The most egregious manifestation of the “writing imperative” is the Four Corners and a Diamond graphic organizer that my sons’ school has implemented to help prepare for the writing portion of the state assessments. The “fourth corner” requires students to explain the problem and solution in multiple sentences. How all this writing helps them with math is yet to be demonstrated.
Hence Common Core looks terribly similar to the failed New Math program, which also emphasized “the why rather than the how, the fundamental concepts that unify the various specialties, from arithmetic to the calculus and beyond, rather than the mechanical manipulations and rule memorizations.” Common Core may not completely eschew the “how,” and it may not be obsessed with binary sets and matrices as New Math was, but it is likely to lose the “how” — the content — in its efforts to move the “why” — the concepts — into the foreground.
The problem is not that students, including those in the primary grades, should not be presented the basic concepts of mathematics — they should be. But there is a difference between learning basic concepts and expressing the intricacies of true mathematical proofs that Common Core desires. Mathematical concepts require a high aptitude for abstract thinking — a skill not possessed by young children and never attained by many. What will happen to students who already struggle with math when they not only are forced to explain what they do not understand, but are presented new material in abstract conceptual formats?
All students must learn to perform the basic mathematical operations of addition, subtraction, multiplication, and division in order to function well in society. Knowing why these operations work as they do is a great benefit, but it is not essential. And in mathematics, concepts are often grasped long after students have mastered content — not before.
In trying to learn both the “why” and the “how” in order to prepare for the state assessments, students will not fully grasp either: They will not receive the instructional time needed to learn how to do the operations because teachers will be forced to devote their precious few classroom minutes to explaining concepts, as the assessments require. The “how” of the basic operations, which need to be memorized and practiced over and over, will be insufficiently learned, since Common Core orders teachers to serve two masters.
The result is simple arithmetic: Instead of developing college- and career-ready students, we will have another generation of students who cannot even make change from a $5 bill, all courtesy of the latest set of bureaucrat-promoted standards that promise to save American education.
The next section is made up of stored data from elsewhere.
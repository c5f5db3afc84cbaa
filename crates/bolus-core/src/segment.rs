//! Basal-rate and extended-bolus segments.
//!
//! Both segment kinds compute their IOB contribution the same way: the
//! delivery window is split into ~5-minute chunks, each chunk becomes a
//! synthetic micro-dose placed at the chunk start, and every micro-dose runs
//! through the same decay curve as a bolus.
//!
//! Basal segments are valued at their *net* rate — segment minus scheduled
//! basal — so a temp basal below schedule contributes negative insulin.
//! Extended boluses are valued at their full delivery rate.

use chrono::{DateTime, Duration, Utc};
use serde::{Deserialize, Serialize};
use uuid::Uuid;

use crate::{
  Result,
  curve::InsulinCurve,
  intervals::{ClipTo, Interval},
  profile::Profile,
};

/// Chunk width used when a segment is decomposed into micro-doses.
const CHUNK_MINUTES: f64 = 5.0;

// ─── Basal segments ──────────────────────────────────────────────────────────

/// How a temp-basal rate was entered on the pump.
#[derive(Debug, Clone, Copy, PartialEq, Serialize, Deserialize)]
#[serde(tag = "kind", content = "value", rename_all = "snake_case")]
pub enum BasalRate {
  /// U/h, independent of the profile schedule.
  Absolute(f64),
  /// Percentage of the scheduled basal (100 = unchanged).
  Percent(u32),
}

/// A temporary basal-rate change.
#[derive(Debug, Clone, Serialize, Deserialize)]
pub struct BasalSegment {
  pub id:       Uuid,
  pub start:    DateTime<Utc>,
  /// `None` means the segment is still running.
  #[serde(with = "crate::intervals::serde_opt_duration_minutes")]
  pub duration: Option<Duration>,
  pub rate:     BasalRate,
}

/// Basal-shaped per-segment contribution.
#[derive(Debug, Clone, Copy, Default, PartialEq)]
pub struct BasalIob {
  pub basal_iob:         f64,
  pub activity:          f64,
  /// Signed delivered-minus-scheduled insulin over the evaluated window.
  pub net_basal_insulin: f64,
  /// Above-schedule chunks only.
  pub high_temp_insulin: f64,
}

impl BasalSegment {
  pub fn new(
    start: DateTime<Utc>,
    duration: Option<Duration>,
    rate: BasalRate,
  ) -> Self {
    Self {
      id: Uuid::new_v4(),
      start,
      duration,
      rate,
    }
  }

  /// The segment's rate in U/h, resolving percentage entries against the
  /// profile's scheduled basal at `time`.
  pub fn absolute_rate_at(
    &self,
    profile: &Profile,
    time: DateTime<Utc>,
  ) -> Result<f64> {
    match self.rate {
      BasalRate::Absolute(rate) => Ok(rate),
      BasalRate::Percent(pct) => {
        Ok(profile.basal_at(time)? * pct as f64 / 100.0)
      }
    }
  }

  fn net_rate_at(
    &self,
    profile: &Profile,
    time: DateTime<Utc>,
  ) -> Result<f64> {
    let scheduled = profile.basal_at(time)?;
    Ok(match self.rate {
      BasalRate::Absolute(rate) => rate - scheduled,
      BasalRate::Percent(pct) => (pct as f64 - 100.0) / 100.0 * scheduled,
    })
  }

  /// Contribution at `time`, chunked into micro-doses of the net rate.
  ///
  /// `scale` multiplies each chunk's effective rate; it carries the
  /// autosens/exercise adjustment and is 1.0 otherwise.
  pub fn iob_calc(
    &self,
    curve: InsulinCurve,
    time: DateTime<Utc>,
    profile: &Profile,
    scale: f64,
  ) -> Result<BasalIob> {
    let mut result = BasalIob::default();
    let dia = profile.dia();
    let dia_ago = time - minutes_f64(dia * 60.0);

    for chunk in chunks(self, time) {
      let micro =
        self.net_rate_at(profile, chunk.date)? * scale * chunk.minutes / 60.0;
      if chunk.date > dia_ago && chunk.date <= time {
        result.net_basal_insulin += micro;
        if micro > 0.0 {
          result.high_temp_insulin += micro;
        }
        let eff = curve.dose_effect(micro, time - chunk.date, dia);
        result.basal_iob += eff.iob;
        result.activity += eff.activity;
      }
    }
    Ok(result)
  }
}

impl Interval for BasalSegment {
  fn start(&self) -> DateTime<Utc> { self.start }

  fn duration(&self) -> Option<Duration> { self.duration }
}

impl ClipTo for BasalSegment {
  fn clipped_to(&self, end: DateTime<Utc>) -> Self {
    Self {
      duration: Some((end - self.start).max(Duration::zero())),
      ..self.clone()
    }
  }
}

// ─── Extended boluses ────────────────────────────────────────────────────────

/// A square-wave bolus delivered evenly over `duration`. On pumps that
/// cannot run native temp basals these double as basal overrides; that
/// reinterpretation is a per-query decision made by the aggregator, never a
/// stored transformation.
#[derive(Debug, Clone, Serialize, Deserialize)]
pub struct ExtendedBolusSegment {
  pub id:       Uuid,
  pub start:    DateTime<Utc>,
  #[serde(with = "crate::intervals::serde_duration_minutes")]
  pub duration: Duration,
  /// Total units across the full (unclipped) duration.
  pub insulin:  f64,
}

/// Bolus-shaped per-segment contribution.
#[derive(Debug, Clone, Copy, Default, PartialEq)]
pub struct ExtendedIob {
  pub iob:                    f64,
  pub activity:               f64,
  pub extended_bolus_insulin: f64,
}

impl ExtendedBolusSegment {
  pub fn new(start: DateTime<Utc>, duration: Duration, insulin: f64) -> Self {
    Self {
      id: Uuid::new_v4(),
      start,
      duration,
      insulin,
    }
  }

  /// Delivery rate in U/h.
  pub fn rate(&self) -> f64 {
    let hours = self.duration.num_milliseconds() as f64 / 3_600_000.0;
    if hours <= 0.0 { 0.0 } else { self.insulin / hours }
  }

  /// Contribution at `time`, chunked into micro-doses of the delivery rate.
  pub fn iob_calc(
    &self,
    curve: InsulinCurve,
    time: DateTime<Utc>,
    dia_hours: f64,
    scale: f64,
  ) -> ExtendedIob {
    let mut result = ExtendedIob::default();
    let rate = self.rate();
    let dia_ago = time - minutes_f64(dia_hours * 60.0);

    for chunk in chunks(self, time) {
      let micro = rate * scale * chunk.minutes / 60.0;
      if chunk.date > dia_ago && chunk.date <= time {
        result.extended_bolus_insulin += micro;
        let eff = curve.dose_effect(micro, time - chunk.date, dia_hours);
        result.iob += eff.iob;
        result.activity += eff.activity;
      }
    }
    result
  }
}

impl Interval for ExtendedBolusSegment {
  fn start(&self) -> DateTime<Utc> { self.start }

  fn duration(&self) -> Option<Duration> { Some(self.duration) }
}

impl ClipTo for ExtendedBolusSegment {
  /// Truncation stops delivery: the rate is preserved and the total insulin
  /// shrinks in proportion to the retained duration.
  fn clipped_to(&self, end: DateTime<Utc>) -> Self {
    let kept = (end - self.start).max(Duration::zero());
    let ratio = if self.duration > Duration::zero() {
      kept.num_milliseconds() as f64 / self.duration.num_milliseconds() as f64
    } else {
      0.0
    };
    Self {
      duration: kept,
      insulin: self.insulin * ratio.min(1.0),
      ..self.clone()
    }
  }
}

// ─── Chunking ────────────────────────────────────────────────────────────────

struct Chunk {
  date:    DateTime<Utc>,
  minutes: f64,
}

/// Split the delivered part of `segment` (up to `time`) into equal chunks of
/// at most [`CHUNK_MINUTES`], each dated at its own start.
fn chunks(segment: &impl Interval, time: DateTime<Utc>) -> Vec<Chunk> {
  let delivered_until = segment.end().min(time);
  let total_minutes =
    (delivered_until - segment.start()).num_milliseconds() as f64 / 60_000.0;
  if total_minutes <= 0.0 {
    return Vec::new();
  }
  let count = (total_minutes / CHUNK_MINUTES).ceil() as usize;
  let minutes = total_minutes / count as f64;
  (0..count)
    .map(|i| Chunk {
      date:    segment.start() + minutes_f64(i as f64 * minutes),
      minutes,
    })
    .collect()
}

fn minutes_f64(minutes: f64) -> Duration {
  Duration::milliseconds((minutes * 60_000.0) as i64)
}

// ─── Tests ───────────────────────────────────────────────────────────────────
By giving concept priority over content, Common Core has failed to learn the history lesson from New Math. Students instructed according to Common Core standards will ultimately know neither the “why” nor the “how,” and we will eventually consign these standards to the ever-expanding dustbin of failed educational initiatives, until the next messianic program is unveiled.
And, of course, this doomed educational experiment, like its predecessors, has a high cost: our children’s ability to do math.
— David G. Bonagura Jr. is a teacher and writer in New York. He has written about education for Crisis, The Catholic Thing, The University Bookman, and the Wall Street Journal.